18.4.14

dedem toprak yüzyıllık yalnızlık

“İnsanın oturduğu toprakların altında ölüleri yoksa, o adam o toprağın insanı değildir.” Diyordu Yüzyıllık Yalnızlık kitabının yirmi dördüncü sayfasında Gabriel Garcia Marquez.

Dün, Ankara’dan Adapazarı’na dönerken, Bolu yakınlarında öğrendim yazarın öldüğünü. Otobüste düşündürdü bana kitabın en sevdiğim cümlesi kendi ölülerimizi, mezarlarımızı ve toprağımızı…

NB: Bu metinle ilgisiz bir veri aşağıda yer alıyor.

//! Purpose: JSON-RPC 2.0 envelopes and MCP result shapes shared by every transport.
//! Exports: `JsonRpcId`, `JsonRpcRequest`, `JsonRpcResponse`, `JsonRpcError`, error codes,
//! `ToolDescriptor`, `CallToolResult`, `InitializeResult`, `parse_jsonrpc_request`.
//! Role: Wire-level types; no routing, no I/O.
//! Invariants: A response carries exactly one of `result` / `error`.
//! Invariants: Request ids are echoed unchanged (strings, any JSON number, or null).

use serde::{Deserialize, Serialize};
use serde_json::{Map, Number, Value, json};

pub const JSON_RPC_VERSION: &str = "2.0";
pub const MCP_PROTOCOL_VERSION: &str = "2024-11-05";
pub const PARSE_ERROR_CODE: i32 = -32700;
pub const INVALID_REQUEST_CODE: i32 = -32600;
pub const METHOD_NOT_FOUND_CODE: i32 = -32601;
pub const INVALID_PARAMS_CODE: i32 = -32602;
pub const INTERNAL_ERROR_CODE: i32 = -32603;

#[derive(Clone, Debug, PartialEq, Eq, Serialize, Deserialize)]
#[serde(untagged)]
pub enum JsonRpcId {
    String(String),
    Number(Number),
    Null,
}

#[derive(Clone, Debug, PartialEq, Serialize, Deserialize)]
pub struct JsonRpcRequest {
    pub jsonrpc: String,
    #[serde(default, skip_serializing_if = "Option::is_none")]
    pub id: Option<JsonRpcId>,
    pub method: String,
    #[serde(default, skip_serializing_if = "Option::is_none")]
    pub params: Option<Value>,
}

impl JsonRpcRequest {
    /// Requests without an id on the `notifications/` namespace expect no reply.
    pub fn is_notification(&self) -> bool {
        self.id.is_none() && self.method.starts_with("notifications/")
    }
}

#[derive(Clone, Debug, PartialEq, Serialize, Deserialize)]
pub struct JsonRpcResponse {
    pub jsonrpc: String,
    pub id: JsonRpcId,
    #[serde(skip_serializing_if = "Option::is_none")]
    pub result: Option<Value>,
    #[serde(skip_serializing_if = "Option::is_none")]
    pub error: Option<JsonRpcError>,
}

impl JsonRpcResponse {
    pub fn success(id: JsonRpcId, result: Value) -> Self {
        Self {
            jsonrpc: JSON_RPC_VERSION.to_string(),
            id,
            result: Some(result),
            error: None,
        }
    }

    pub fn error(id: JsonRpcId, error: JsonRpcError) -> Self {
        Self {
            jsonrpc: JSON_RPC_VERSION.to_string(),
            id,
            result: None,
            error: Some(error),
        }
    }

    pub fn from_result(id: JsonRpcId, result: Result<Value, JsonRpcError>) -> Self {
        match result {
            Ok(value) => Self::success(id, value),
            Err(error) => Self::error(id, error),
        }
    }

    /// Compact single-line encoding used by the TCP and SSE transports.
    pub fn to_compact_json(&self) -> String {
        serde_json::to_string(self).unwrap_or_else(|_| {
            format!(
                "{{\"jsonrpc\":\"2.0\",\"id\":null,\"error\":{{\"code\":{INTERNAL_ERROR_CODE},\"message\":\"failed to encode response\"}}}}"
            )
        })
    }
}

#[derive(Clone, Debug, PartialEq, Serialize, Deserialize)]
pub struct JsonRpcError {
    pub code: i32,
    pub message: String,
    #[serde(skip_serializing_if = "Option::is_none")]
    pub data: Option<Value>,
}

impl JsonRpcError {
    pub fn new(code: i32, message: impl Into<String>) -> Self {
        Self {
            code,
            message: message.into(),
            data: None,
        }
    }

    pub fn parse_error(message: impl Into<String>) -> Self {
        Self::new(PARSE_ERROR_CODE, message)
    }

    pub fn invalid_request(message: impl Into<String>) -> Self {
        Self::new(INVALID_REQUEST_CODE, message)
    }

    pub fn method_not_found(message: impl Into<String>) -> Self {
        Self::new(METHOD_NOT_FOUND_CODE, message)
    }

    pub fn invalid_params(message: impl Into<String>) -> Self {
        Self::new(INVALID_PARAMS_CODE, message)
    }

    pub fn internal_error(message: impl Into<String>) -> Self {
        Self::new(INTERNAL_ERROR_CODE, message)
    }
}

#[derive(Clone, Debug, PartialEq, Eq)]
pub struct ServerMetadata {
    pub name: String,
    pub version: String,
    pub protocol_version: String,
}

impl Default for ServerMetadata {
    fn default() -> Self {
        Self {
            name: "codebridge".to_string(),
            version: env!("CARGO_PKG_VERSION").to_string(),
            protocol_version: MCP_PROTOCOL_VERSION.to_string(),
        }
    }
}

#[derive(Clone, Debug, PartialEq, Eq, Serialize, Deserialize)]
pub struct InitializeResult {
    #[serde(rename = "protocolVersion")]
    pub protocol_version: String,
    pub capabilities: ServerCapabilities,
    #[serde(rename = "serverInfo")]
    pub server_info: ServerInfo,
}

#[derive(Clone, Debug, PartialEq, Eq, Serialize, Deserialize)]
pub struct ServerCapabilities {
    pub tools: ToolsCapability,
    pub resources: ResourcesCapability,
}

#[derive(Clone, Debug, PartialEq, Eq, Serialize, Deserialize)]
pub struct ToolsCapability {
    #[serde(rename = "listChanged")]
    pub list_changed: bool,
}

#[derive(Clone, Debug, PartialEq, Eq, Serialize, Deserialize)]
pub struct ResourcesCapability {
    pub subscribe: bool,
    #[serde(rename = "listChanged")]
    pub list_changed: bool,
}

#[derive(Clone, Debug, PartialEq, Eq, Serialize, Deserialize)]
pub struct ServerInfo {
    pub name: String,
    pub version: String,
}

impl InitializeResult {
    pub fn for_server(metadata: &ServerMetadata) -> Self {
        Self {
            protocol_version: metadata.protocol_version.clone(),
            capabilities: ServerCapabilities {
                tools: ToolsCapability {
                    list_changed: false,
                },
                resources: ResourcesCapability {
                    subscribe: false,
                    list_changed: false,
                },
            },
            server_info: ServerInfo {
                name: metadata.name.clone(),
                version: metadata.version.clone(),
            },
        }
    }
}

/// Public half of a registered tool, serialized verbatim by `tools/list`.
#[derive(Clone, Debug, PartialEq, Serialize, Deserialize)]
pub struct ToolDescriptor {
    pub name: String,
    pub title: String,
    pub description: String,
    #[serde(rename = "inputSchema")]
    pub input_schema: Value,
    #[serde(rename = "outputSchema")]
    pub output_schema: Value,
    pub annotations: ToolAnnotations,
}

#[derive(Clone, Debug, Default, PartialEq, Eq, Serialize, Deserialize)]
pub struct ToolAnnotations {
    #[serde(rename = "readOnlyHint")]
    pub read_only_hint: bool,
    #[serde(rename = "destructiveHint", default, skip_serializing_if = "is_false")]
    pub destructive_hint: bool,
    #[serde(rename = "openWorldHint", default, skip_serializing_if = "is_false")]
    pub open_world_hint: bool,
}

#[derive(Clone, Debug, PartialEq, Serialize, Deserialize)]
pub struct CallToolResult {
    #[serde(rename = "structuredContent")]
    pub structured_content: Value,
    pub content: Vec<Value>,
    #[serde(rename = "isError")]
    pub is_error: bool,
}

impl CallToolResult {
    pub fn from_structured(result: Value) -> Self {
        let text = result.to_string();
        Self {
            structured_content: result,
            content: vec![json!({
                "type": "text",
                "text": text,
            })],
            is_error: false,
        }
    }
}

/// Decode one raw line. Invalid UTF-8 is a parse error, like any other malformed JSON.
pub fn parse_jsonrpc_line(line: &[u8]) -> Result<Value, JsonRpcError> {
    serde_json::from_slice::<Value>(line)
        .map_err(|err| JsonRpcError::parse_error(format!("Parse error: {err}")))
}

/// Validate the envelope shape. Failures come back as ready-to-send error responses.
pub fn parse_jsonrpc_request(value: Value) -> Result<JsonRpcRequest, JsonRpcResponse> {
    let mut object = match value {
        Value::Object(object) => object,
        _ => {
            return Err(JsonRpcResponse::error(
                JsonRpcId::Null,
                JsonRpcError::invalid_request("Invalid Request: expected a JSON object"),
            ));
        }
    };

    let mut id: Option<JsonRpcId> = None;
    if let Some(raw_id) = object.remove("id") {
        let parsed_id = parse_jsonrpc_id(raw_id)
            .map_err(|error| JsonRpcResponse::error(JsonRpcId::Null, error))?;
        id = Some(parsed_id);
    }
    let error_id = id.clone().unwrap_or(JsonRpcId::Null);

    let jsonrpc = match object.remove("jsonrpc") {
        Some(Value::String(version)) if version == JSON_RPC_VERSION => version,
        _ => {
            return Err(JsonRpcResponse::error(
                error_id,
                JsonRpcError::invalid_request("Invalid Request: jsonrpc must be \"2.0\""),
            ));
        }
    };

    let method = match object.remove("method") {
        None | Some(Value::Null) => String::new(),
        Some(Value::String(method)) => method,
        Some(_) => {
            return Err(JsonRpcResponse::error(
                error_id,
                JsonRpcError::invalid_request("Invalid Request: method must be a string"),
            ));
        }
    };

    let params = object.remove("params");
    Ok(JsonRpcRequest {
        jsonrpc,
        id,
        method,
        params,
    })
}

fn parse_jsonrpc_id(value: Value) -> Result<JsonRpcId, JsonRpcError> {
    match value {
        Value::String(value) => Ok(JsonRpcId::String(value)),
        Value::Number(value) => Ok(JsonRpcId::Number(value)),
        Value::Null => Ok(JsonRpcId::Null),
        _ => Err(JsonRpcError::invalid_request(
            "Invalid Request: id must be a string, number, or null",
        )),
    }
}

/// Params as an object; absent or null params read as an empty object.
pub fn params_object(params: Option<&Value>) -> Result<Map<String, Value>, JsonRpcError> {
    match params {
        None | Some(Value::Null) => Ok(Map::new()),
        Some(Value::Object(map)) => Ok(map.clone()),
        Some(_) => Err(JsonRpcError::invalid_params(
            "params must be an object when provided",
        )),
    }
}

fn is_false(value: &bool) -> bool {
    !*value
}

#[cfg(test)]
mod tests {
    use super::*;

    #[test]
    fn ids_echo_unchanged() {
        for raw in [json!("abc"), json!(7), json!(2.5), json!(-1), Value::Null] {
            let request = parse_jsonrpc_request(json!({
                "jsonrpc": "2.0",
                "id": raw.clone(),
                "method": "ping",
            }))
            .expect("valid request");
            let response = JsonRpcResponse::success(request.id.expect("id"), json!({}));
            let encoded: Value =
                serde_json::from_str(&response.to_compact_json()).expect("json");
            assert_eq!(encoded["id"], raw);
        }
    }

    #[test]
    fn numeric_ids_keep_their_original_text() {
        for raw in ["7", "1.0", "1e3", "-12.50", "123456789012345678901234567890"] {
            let line = format!(r#"{{"jsonrpc":"2.0","id":{raw},"method":"ping"}}"#);
            let value = parse_jsonrpc_line(line.as_bytes()).expect("line");
            let request = parse_jsonrpc_request(value).expect("valid request");
            let encoded =
                JsonRpcResponse::success(request.id.expect("id"), json!({})).to_compact_json();
            assert!(encoded.contains(&format!(r#""id":{raw},"#)), "{raw} -> {encoded}");
        }
    }

    #[test]
    fn wrong_version_is_invalid_request() {
        let response = parse_jsonrpc_request(json!({
            "jsonrpc": "1.0",
            "id": 3,
            "method": "tools/list",
        }))
        .expect_err("invalid");
        let error = response.error.expect("error");
        assert_eq!(error.code, INVALID_REQUEST_CODE);
        assert_eq!(response.id, JsonRpcId::Number(3.into()));
        assert!(response.result.is_none());
    }

    #[test]
    fn non_object_is_invalid_request_with_null_id() {
        for value in [json!([1, 2]), json!("x"), json!(4)] {
            let response = parse_jsonrpc_request(value).expect_err("invalid");
            assert_eq!(response.id, JsonRpcId::Null);
            assert_eq!(response.error.expect("error").code, INVALID_REQUEST_CODE);
        }
    }

    #[test]
    fn missing_method_parses_as_empty_name() {
        let request = parse_jsonrpc_request(json!({"jsonrpc": "2.0", "id": 1}))
            .expect("envelope ok");
        assert_eq!(request.method, "");
    }

    #[test]
    fn notifications_are_id_less_notifications_namespace() {
        let request = parse_jsonrpc_request(json!({
            "jsonrpc": "2.0",
            "method": "notifications/initialized",
        }))
        .expect("valid");
        assert!(request.is_notification());

        let request = parse_jsonrpc_request(json!({"jsonrpc": "2.0", "method": "tools/list"}))
            .expect("valid");
        assert!(!request.is_notification());
    }

    #[test]
    fn call_tool_result_embeds_compact_text() {
        let result = CallToolResult::from_structured(json!({"success": true, "count": 2}));
        let value = serde_json::to_value(&result).expect("encode");
        assert_eq!(value["isError"], json!(false));
        assert_eq!(value["structuredContent"]["count"], json!(2));
        assert_eq!(value["content"][0]["type"], json!("text"));
        let text = value["content"][0]["text"].as_str().expect("text");
        assert!(!text.contains('\n'));
        let reparsed: Value = serde_json::from_str(text).expect("json text");
        assert_eq!(reparsed, value["structuredContent"]);
    }

    #[test]
    fn parse_error_is_minus_32700() {
        let error = parse_jsonrpc_line(b"{not json").expect_err("parse error");
        assert_eq!(error.code, PARSE_ERROR_CODE);
    }
}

Dedemin dedesi Osmanlı topraklarındaki ilk kuşak. Mezarı köyde olmayan tek Ketse de O. Hacda vefat ediyor Hasan dede. Arkadaşları ondan geriye sedef kabzalı kamasını getirip, kundaktaki oğlu Mahmut’un yanına koyduklarında anlıyor Feride babaanne karnındaki kızının da babasız büyüyeceğini. 

Hacıkız konuldu o kızın adı. Dualarından sonra daha bir uzaklara üfledi hep Hacıkız. Uzaktaydı babası, uzaktaydı mezarı…

Gabriel Garcia Marquez’in dediği gibi “o toprakların insanı” oluşumuz Mahmut dedenin vefatıyla oldu… ve daha sonra da dedem ayrıldı aramızdan.  Yirmi beş gün sonra altı yıl olacak.

...        
                              
Habersizdi hep köye gidişlerim ve dedem her seferinde tarlada, bahçedeydi sahiplendiği toprağın üzerindeyken.  Her defasında “wulan nerden çıktın sen” deyip, her defasında merdivenleri çıkarken babaanneme “bak oğlum evine geldi.” Derdi…

Hasta yatağındayken gidemediği tarlasına beni göndermiş dedem...
Babam aradı. “Yasin deden seni sayıklıyor” “Yasin’i tarlaya gönderdim gelecek. Yasin fındıklıkta gelecek“ diyor dedi.

Çanakkale’deydim. Geldim. Gözleri kapalıydı dedemin, ellerini tuttum. ”Dede bu sene iyi fındık var maşallah dedim.”  Belki gerçekten öyleydi, belki de öyle olsun istedim, elimi sıktığını hissettim.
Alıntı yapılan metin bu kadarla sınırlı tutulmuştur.